Le maire n’est pas désigné directement par le suffrage universel. Selon l’article 80 de la loi électorale, il est choisi dans la liste majoritaire ou, à défaut, dans les listes ayant obtenu 35 % des voix. Or l’émiettement des voix a donné naissance à des assemblées où figurent, dans certains cas, plus de dix partis et où aucune majorité relative ni, a fortiori, absolue ne s’est imposée. Pour éviter tout blocage, Dahou Ould Kablia, ministre de l’Intérieur, a signé une disposition qui permet à toutes les listes, en cas d’absence de majorité, de présenter un candidat à la présidence de l’APC. Cette mesure a permis aux listes minoritaires de s’entendre et de faire barrage aux candidats FLN. À Tlemcen, par exemple, la liste du FLN a réuni 45 % des suffrages. « À cause de l’instruction de Dahou Ould Kablia, déplore Soumaya Brakni, étudiante à l’université de Tlemcen, c’est la tête de liste d’un parti ayant décroché à peine 10 % des suffrages qui a été désignée président. »
Jeu d’alliances
Si Wahid Bouabdallah est convaincu qu’il n’y a pas de complot de l’administration contre le FLN, d’autres y voient la main du pouvoir. « Le ministre de l’Intérieur n’a pas vocation à interpréter les lois mais à les appliquer », maugrée-t-on à Hydra, quartier des hauteurs de la capitale qui abrite le siège du FLN. Doyen de la classe politique, le FLN est assimilé à un appendice du pouvoir, un appareil au service du système en place. Première force politique, son raz-de-marée aux législatives a nourri les jalousies chez ses rivaux, à droite et à gauche, chez les islamistes et les nationalistes, dans l’opposition et au sein de la majorité présidentielle. Ce sentiment s’est très vite traduit par un « tout sauf le FLN » (TS-FLN). C’est ainsi que le parti d’Abdelaziz Belkhadem s’est retrouvé en dehors des alliances postélectorales. Il y eut certes quelques exceptions, comme à Boumerdès, où une alliance FLN-FFS (Front des forces socialistes, de l’opposant Hocine Aït Ahmed) a fait chuter le candidat du Rassemblement national démocratique (RND, de l’ex-Premier ministre Ahmed Ouyahia), qui disposait pourtant de la majorité relative. Mais ces exceptions confirment la règle du TS-FLN. « Je n’aime pas particulièrement le FLN, devenu un parti de corrompus, reconnaît Soumaya, mais ce qui s’est passé est une confiscation du suffrage universel. Quelle que soit la méthode avec laquelle ce parti a engrangé ses voix, elles lui sont acquises. Ces pratiques malsaines faussent le jeu démocratique. » Tout le monde n’a pas les scrupules de Soumaya. Dans les municipalités promises au FLN mais qu’il a perdues, comme Miliana, une cité millénaire de 45 000 habitants où le maire sortant, tête de liste FLN arrivée en première position mais débarquée à la faveur d’un subtil jeu d’alliances, la population a fait la fête en apprenant la nouvelle. « On se fiche de la manière, jubile Benyoucef Tedbirt, retraité de l’agroalimentaire, l’essentiel est que l’on soit parvenu à virer ces voleurs. »
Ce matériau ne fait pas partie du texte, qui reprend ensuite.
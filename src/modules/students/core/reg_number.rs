use serde::{Deserialize, Serialize};
use std::fmt;
use thiserror::Error;

#[derive(Debug, Error, PartialEq, Eq)]
#[error("invalid registration number {0:?}, expected YYYY/NNNNNN (e.g. 2020/123456)")]
pub struct InvalidRegNumber(pub String);

/// Student registration number, `YYYY/NNNNNN`.
#[derive(Debug, Clone, PartialEq, Eq, PartialOrd, Ord, Hash, Serialize, Deserialize)]
#[serde(try_from = "String", into = "String")]
pub struct RegNumber(String);

impl RegNumber {
    pub fn parse(raw: impl Into<String>) -> Result<Self, InvalidRegNumber> {
        let raw = raw.into();
        let valid = match raw.split_once('/') {
            Some((year, serial)) => {
                year.len() == 4
                    && serial.len() == 6
                    && year.bytes().chain(serial.bytes()).all(|b| b.is_ascii_digit())
            }
            None => false,
        };
        if valid { Ok(Self(raw)) } else { Err(InvalidRegNumber(raw)) }
    }

    pub fn as_str(&self) -> &str {
        &self.0
    }
}

impl TryFrom<String> for RegNumber {
    type Error = InvalidRegNumber;

    fn try_from(value: String) -> Result<Self, Self::Error> {
        Self::parse(value)
    }
}

impl From<RegNumber> for String {
    fn from(value: RegNumber) -> Self {
        value.0
    }
}

impl fmt::Display for RegNumber {
    fn fmt(&self, f: &mut fmt::Formatter<'_>) -> fmt::Result {
        f.write_str(&self.0)
    }
}

#[cfg(test)]
mod reg_number_tests {
    use super::*;
    use rstest::rstest;

    #[rstest]
    #[case("2020/123456")]
    #[case("1999/000001")]
    fn it_should_accept_well_formed_numbers(#[case] raw: &str) {
        assert_eq!(RegNumber::parse(raw).unwrap().as_str(), raw);
    }

    #[rstest]
    #[case("")]
    #[case("2020123456")]
    #[case("20/123456")]
    #[case("2020/12345")]
    #[case("2020/1234567")]
    #[case("20a0/123456")]
    #[case("2020/12345x")]
    #[case("2020/123/456")]
    #[case(" 2020/123456")]
    fn it_should_reject_malformed_numbers(#[case] raw: &str) {
        assert_eq!(RegNumber::parse(raw), Err(InvalidRegNumber(raw.to_string())));
    }

    #[rstest]
    fn it_should_deserialize_through_validation() {
        let ok: RegNumber = serde_json::from_str("\"2020/123456\"").unwrap();
        assert_eq!(ok.to_string(), "2020/123456");
        assert!(serde_json::from_str::<RegNumber>("\"nope\"").is_err());
    }
}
Le vent de dissidence qui souffle sur les structures du parti a contribué à la dilution de sa représentation.
Les manoeuvres de l’Administration et le désir d’abattre le « géant » ne sont pas les seules causes des malheurs du FLN. Le vent de dissidence qui souffle sur les structures du parti a contribué à la dilution de sa représentation. C’est ainsi que, dans certaines municipalités, le candidat FLN a obtenu moins de voix que de sièges remportés par le parti. Les mécontents, comme les appelle Wahid Bouabdallah, ont sévi contre leurs propres têtes de liste. La contestation du secrétaire général du FLN par une partie de son comité central a pris des allures tragicomiques avec un bureau politique éclaté en trois grands courants qui règlent leurs différends sur la place publique. Un vaudeville qui désarçonne la base et affaiblit la discipline des militants.
Et Bouteflika dans tout cela ? Président d’honneur du FLN, « Abdelaziz Bouteflika refuse d’intervenir dans les conflits entre personnes et se place au-dessus de la mêlée », affirme un membre de l’entourage du chef de l’État. En revanche, la confiscation du suffrage universel par l’entremise de pratiques malsaines est un sérieux coup porté aux réformes politiques qu’il tente de mettre en place depuis avril 2011.